The Very Best Cookbooks of 2012
As the year ends, it’s time to bring the best of 2012 forward into 2013. And that, of course, includes cookbooks.
So here are the outstanding 2012 cookbooks that chefs worldwide have reviewed and declared a must addition to any culinary library.
Chef Magnus Nilsson serves a mere 12 covers in a tiny restaurant located on an expansive northern Swedish estate yet he is esteemed by chefs worldwide.
In large, this is due to his promotion of New Nordic Cuisine, which is stunning simple but never simplistic.
The cuisine presented focuses on seasonal ingredients as well as embraces the use of preserved vegetables and aged beef during the cold winter months.
Chef Magnus generously shares his insightful philosophy of food and life, which may well guide future culinary trends worldwide. Well done!
Yotam Ottolenghi and Sami Tamimi have also created an outstanding cookbook.
The book’s striking photographs capture the bold colors and contrasts of each Mid-Eastern dish. But do not think the dishes listed can only be created if exotic ingredients are available.
In fact, the famed restaurant of the same name, where each dish is served, is located in London.
Perhaps even more inspiring is the fact that the owners are both Israeli and Palestinian and work peacefully together.
Fantastic! Let us hope their cooperation and mutual creativity is a sign of things to come.
Memoirs written by chefs can sometimes be a disappointment, as they often relate generalized culinary experiences, rather than perceptive insights into the heart of the Industry.

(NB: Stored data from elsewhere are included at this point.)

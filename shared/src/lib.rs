//! Shared types for the Mesa ordering platform
//!
//! 前后端共享的数据模型和工具函数：
//! - [`models`] - 实体模型和请求/响应载荷
//! - [`util`] - ID 生成和时间戳工具
//!
//! The `db` feature adds sqlx derives to the entity models so the server
//! can map them straight out of SQLite rows; clients build without it.

pub mod models;
pub mod util;
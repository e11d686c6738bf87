//! Health API 模块

use axum::{Json, Router, routing::get};
use serde::Serialize;

use crate::core::ServerState;

#[derive(Serialize)]
struct HealthResponse {
    status: &'static str,
    version: &'static str,
}

/// GET /health - 存活探针 (公共接口)
async fn health() -> Json<HealthResponse> {
    Json(HealthResponse {
        status: "ok",
        version: env!("CARGO_PKG_VERSION"),
    })
}

pub fn router() -> Router<ServerState> {
    Router::new().route("/health", get(health))
}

Such is NOT the case with Chef Hubert Keller’s new book, Souvenirs: Stories and Recipes from My Life. His book contains an amazing 330 pages that provide an intimate glimpse of his extraordinary culinary life, that began when he was age 16 in Alsace, France at his father’s pastry shop, as well as 120 personal recipes with 300 supportive photographs.
Truly worth having, this book makes you want dine at his world renowned Fleur de Lys in San Francisco and then meet Chef Keller, who has set a new standard for culinary journal cookbooks. Congratulations!

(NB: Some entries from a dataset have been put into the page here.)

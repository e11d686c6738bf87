//! Cart engine behaviour: lazy creation, wholesale replacement, totals,
//! idempotent clearing.

mod support;

use mesa_server::db::repository::{RepoError, cart};
use shared::models::Role;

#[tokio::test]
async fn get_or_create_returns_the_same_cart() {
    let pool = support::setup_pool().await;
    let rid = support::seed_restaurant(&pool).await;
    let user = support::seed_user(&pool, Some(rid), Role::Customer, "c@test.local").await;

    let first = cart::get_or_create(&pool, user.id, rid).await.unwrap();
    let second = cart::get_or_create(&pool, user.id, rid).await.unwrap();

    assert_eq!(first.id, second.id, "repeated calls must converge on one cart");
    assert_eq!(first.total_price, 0.0);

    let count: (i64,) = sqlx::query_as("SELECT COUNT(*) FROM cart WHERE user_id = ?")
        .bind(user.id)
        .fetch_one(&pool)
        .await
        .unwrap();
    assert_eq!(count.0, 1);
}

#[tokio::test]
async fn set_items_replaces_wholesale_and_recomputes_total() {
    let pool = support::setup_pool().await;
    let rid = support::seed_restaurant(&pool).await;
    let user = support::seed_user(&pool, Some(rid), Role::Customer, "c@test.local").await;
    let items = support::seed_menu(&pool, rid).await;

    let basket = cart::get_or_create(&pool, user.id, rid).await.unwrap();

    let basket = cart::set_items(&pool, basket.id, &[items[0].id, items[1].id])
        .await
        .unwrap();
    assert_eq!(basket.total_price, 25.0);
    assert_eq!(cart::items(&pool, basket.id).await.unwrap().len(), 2);

    // Not additive: posting a single id drops the other item
    let basket = cart::set_items(&pool, basket.id, &[items[1].id]).await.unwrap();
    assert_eq!(basket.total_price, 15.0);
    let remaining = cart::items(&pool, basket.id).await.unwrap();
    assert_eq!(remaining.len(), 1);
    assert_eq!(remaining[0].id, items[1].id);
}

#[tokio::test]
async fn set_items_collapses_duplicates() {
    let pool = support::setup_pool().await;
    let rid = support::seed_restaurant(&pool).await;
    let user = support::seed_user(&pool, Some(rid), Role::Customer, "c@test.local").await;
    let items = support::seed_menu(&pool, rid).await;

    let basket = cart::get_or_create(&pool, user.id, rid).await.unwrap();
    let basket = cart::set_items(&pool, basket.id, &[items[0].id, items[0].id])
        .await
        .unwrap();

    assert_eq!(cart::items(&pool, basket.id).await.unwrap().len(), 1);
    assert_eq!(basket.total_price, 10.0);
}

#[tokio::test]
async fn set_items_rejects_unknown_ids() {
    let pool = support::setup_pool().await;
    let rid = support::seed_restaurant(&pool).await;
    let user = support::seed_user(&pool, Some(rid), Role::Customer, "c@test.local").await;
    let items = support::seed_menu(&pool, rid).await;

    let basket = cart::get_or_create(&pool, user.id, rid).await.unwrap();
    let err = cart::set_items(&pool, basket.id, &[items[0].id, 999_999])
        .await
        .unwrap_err();
    assert!(matches!(err, RepoError::Validation(_)));

    // Nothing was applied
    assert!(cart::items(&pool, basket.id).await.unwrap().is_empty());
}

#[tokio::test]
async fn clear_is_idempotent() {
    let pool = support::setup_pool().await;
    let rid = support::seed_restaurant(&pool).await;
    let user = support::seed_user(&pool, Some(rid), Role::Customer, "c@test.local").await;
    let items = support::seed_menu(&pool, rid).await;

    let basket = cart::get_or_create(&pool, user.id, rid).await.unwrap();
    cart::set_items(&pool, basket.id, &[items[0].id]).await.unwrap();

    cart::clear(&pool, basket.id).await.unwrap();
    // Clearing an already empty cart succeeds as well
    cart::clear(&pool, basket.id).await.unwrap();

    let basket = cart::find_by_user(&pool, user.id).await.unwrap().unwrap();
    assert_eq!(basket.total_price, 0.0);
    assert!(cart::items(&pool, basket.id).await.unwrap().is_empty());
}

Claudia Roden is far more that a mere recipe writer. Historian and critic Simon Schama has proclaimed her "No more a simple cookbook writer than Marcel Proust was a biscuit baker."
High praise that.
In The Food of Spain, she interweaves hundreds of recipes from across Spain with parallel folk tales, proverbs, stories, poetry, and local history to provide a guide to not only delicious food but also to the diverse population and merging cultures that produced it.
Considered by many as the first new classic on Spanish cuisine to be written in the last 50 years, this is one book to be sure to purchase and then enjoy, and enjoy, and enjoy! A true culinary classic..
Chef Pascal Barbot’s title says it all but presented in his own unique style via “narrative recipes”. In 50 recipes, he describes how and where he found the inspiration for his recipes, how he finds his products, how he uses, prepares and cooks them at his famed 25 seat restaurant, L’Astrance, in Paris.
Additionally, the "narrative recipes" are completed by texts by Chihiro Masui, who gives her tasting impressions as an introduction for the dishes presented in the book. Chef Barbot also reveals the secrets of his basic recipes in a 64-page separate booklet (including sauces, condiments, pastries!) in the deluxe version of the cookbook.
His eager guests come from around the world, often reserving their tables many months in advance, to experience dining at L’Astrance, where ten original dishes are served each and every night.
This stunning book provides a glimpse of that world so creative that book dealers can’t keep the book in stock. Order your copy NOW! An astounding text.